You keep digital records of your rental income and expenses in compatible software. You send HMRC a quarterly update four times a year. Then you submit one final declaration after the tax year ends, which replaces your Self Assessment tax return.

That's the orientation. The mechanics, the software, the penalties and the quarter-by-quarter detail all live in the dedicated Making Tax Digital guide, and this chapter points you there rather than repeating it.

Are you in scope, and when?

When you start depends on your qualifying income, and the rollout happens in waves. HMRC checks the Self Assessment return you've already filed and writes to you if you're in scope, though it's your responsibility to check either way.

Qualifying incomeYou'll start using MTD from
Over £50,000 for the 2024/25 tax year6 April 2026
Over £30,000 for the 2025/26 tax year6 April 2027
Over £20,0006 April 2028

The £50,000 and £30,000 dates are confirmed. The £20,000 threshold from 6 April 2028 has been announced, and the government has set out plans to bring it in through legislation, so treat that date as the current plan rather than the final word.

If you're mandated from 6 April 2026, your Self Assessment return for the 2025/26 tax year, due by 31 January 2027, is your last ordinary one. From 6 April 2026 you move to quarterly updates instead.

Why qualifying income trips landlords up

This is the part that catches people out. Qualifying income is your gross rental income before you take off any expenses, not your profit. It's UK property and self-employment income only. Salary, dividends, and pension income don't count towards it.

So a landlord whose property brings in £55,000 of rent but only £15,000 of profit after a mortgage and costs is over the £50,000 threshold, not under it. The expenses don't pull you back below the line.

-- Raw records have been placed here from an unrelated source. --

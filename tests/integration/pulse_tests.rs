//! Round-robin pulse generation through the service loop.

use iochan::action::ActionId;
use iochan::channel::{ChannelId, NUM_CHANNELS, TimerId};
use iochan::config::{ChannelConfig, ChannelKind, ModuleConfig, MultiParams};

use crate::mock_hw::{MockStore, Rig, TimerCall, ch};

fn all_servo() -> ModuleConfig {
    let mut config = ModuleConfig::default();
    for c in ChannelId::all() {
        config.set_channel(c, ChannelConfig::default_for(ChannelKind::Servo));
    }
    config
}

#[test]
fn every_moving_channel_pulses_once_per_frame() {
    let mut rig = Rig::new(all_servo());
    for c in ChannelId::all() {
        rig.send(ActionId::consumer(c, 1));
    }
    rig.run_ms(200);
    for c in ChannelId::all() {
        assert_eq!(rig.pulses_for(c).len(), 10, "{c}");
    }
}

#[test]
fn off_channels_never_pulse() {
    let mut rig = Rig::new(all_servo());
    rig.send(ActionId::consumer(ch(7), 1));
    rig.run_ms(100);
    for c in ChannelId::all().filter(|&c| c != ch(7)) {
        assert!(rig.pulses_for(c).is_empty(), "{c}");
    }
    assert_eq!(rig.pulses_for(ch(7)).len(), 5);
}

#[test]
fn no_pin_is_left_high() {
    let mut rig = Rig::new(all_servo());
    for c in ChannelId::all().step_by(3) {
        rig.send(ActionId::consumer(c, 1));
    }
    for _ in 0..50 {
        rig.run_ms(7);
        rig.pulses.with_hardware(|hw| {
            assert_eq!(hw.pin_high, [false; NUM_CHANNELS]);
        });
    }
}

#[test]
fn wide_and_narrow_timers_agree() {
    let mut config = ModuleConfig::default();
    let multi = ChannelConfig::Multi(MultiParams { positions: [100, 0, 0, 0], count: 1 });
    config.set_channel(ch(0), multi);
    config.set_channel(ch(1), multi);
    let store = MockStore {
        values: {
            let mut v = [None; NUM_CHANNELS];
            v[0] = Some(100);
            v[1] = Some(100);
            v
        },
        commits: 0,
    };
    let mut rig = Rig::with_store(config, store);
    rig.send(ActionId::consumer(ch(0), 0));
    rig.send(ActionId::consumer(ch(1), 0));
    rig.run_ms(400);

    let expected = rig.service.config().pulse.ticks_for(100) as u32;
    let wide = rig.pulses_for(ch(0));
    let narrow = rig.pulses_for(ch(1));
    assert_eq!(wide.len(), narrow.len());
    assert!(!wide.is_empty());
    assert!(wide.iter().chain(&narrow).all(|&t| t == expected));

    // Only the narrow timer chains reloads.
    rig.pulses.with_hardware(|hw| {
        let reloads = |t: usize| {
            hw.calls
                .iter()
                .filter(|c| matches!(c, TimerCall::Reload { timer, .. } if *timer == t))
                .count()
        };
        assert_eq!(reloads(0), 0);
        assert!(reloads(1) > 0);
    });
}

#[test]
fn blocks_cycle_in_order() {
    let mut rig = Rig::new(ModuleConfig::default());
    let mut seen = Vec::new();
    for _ in 0..8 {
        rig.run_ms(5);
        seen.push(rig.pulses.active_block().index());
    }
    assert_eq!(seen, [0, 1, 2, 3, 0, 1, 2, 3]);
    assert!(TimerId::all().all(|t| rig.pulses.armed(t).is_none()));
}
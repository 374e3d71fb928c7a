//! Millisecond timestamps from the free-running tick counter.
//!
//! The counter wraps at `u32::MAX` (~49 days); all comparisons use
//! wrapping subtraction so a wrap never stalls a timeout.

/// A point on the monotonic millisecond counter.
#[derive(Debug, Clone, Copy, PartialEq, Eq, Default)]
pub struct Millis(pub u32);

impl Millis {
    pub const ZERO: Millis = Millis(0);

    /// Milliseconds elapsed from `earlier` to `self`.
    pub const fn since(self, earlier: Millis) -> u32 {
        self.0.wrapping_sub(earlier.0)
    }

    pub const fn after(self, ms: u32) -> Millis {
        Millis(self.0.wrapping_add(ms))
    }
}

/// Fixed-cadence trigger driven by polling.
///
/// `due()` returns true once per `period_ms`.  The next deadline is
/// re-based on the poll that fired, so a late poll delays the following
/// tick instead of producing a burst.
#[derive(Debug, Clone, Copy)]
pub struct Cadence {
    period_ms: u32,
    last: Millis,
}

impl Cadence {
    pub const fn new(period_ms: u32, start: Millis) -> Self {
        Self { period_ms, last: start }
    }

    pub fn due(&mut self, now: Millis) -> bool {
        if now.since(self.last) >= self.period_ms {
            self.last = now;
            true
        } else {
            false
        }
    }

    pub fn set_period(&mut self, period_ms: u32) {
        self.period_ms = period_ms;
    }
}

For jointly owned property, each owner counts their own share of the gross rent towards their own threshold. That's worth working through with a real example.

Important

Qualifying income is measured on gross rent, before expenses. Many landlords assume it's based on profit and wrongly conclude they're not in scope. Check the gross figure.

Take Sofia and Leo, who own a rental flat together as an equal 50/50 split. It brings in £64,000 of gross rent a year.

  • Sofia: £32,000 (her half of the rent) plus £25,000 of self-employment income from her design work = £57,000, so she's mandated from 6 April 2026.

  • Leo: £32,000 (his half of the rent), with no other qualifying income, so he's mandated from 6 April 2027.

Same flat, same split, two different start dates. Each owner is assessed on their own share plus their own other qualifying income.

What changes day to day?

Day to day, you swap one annual scramble for a steadier rhythm. You record income and expenses as you go, in digital records rather than a shoebox or a year-end spreadsheet.

Four times a year you send a quarterly update. These are cumulative, so each one always runs from 6 April to the end of that quarter, not just the latest three months. Your first update covers 6 April to 5 July, the second covers 6 April to 5 October, and so on. After the tax year ends you submit your final declaration, where you confirm the full picture and claim your reliefs, by the same 31 January deadline you already know.

Pro Tip

The 31 January payment deadline doesn't move under MTD. Filing your final declaration early locks in an accurate position sooner without bringing your tax payment date forward.

What to do now

You don't need to do everything today, but three things are worth getting right before you're mandated rather than scrambling once you are.

  • Check your gross rental income, plus your share if you own jointly, against the thresholds, so you know which wave you're in.

  • Start keeping records the right way now, so the switch to digital records is a continuation rather than a fresh start.

  • Choose a provider before you're mandated. The landlords who struggle are the ones who leave software until a deadline letter lands.

That last point is where the real choice sits. If you already have a provider handling your Self Assessment return, the move to MTD is far smoother when it's the same team carrying your records and your figures straight across.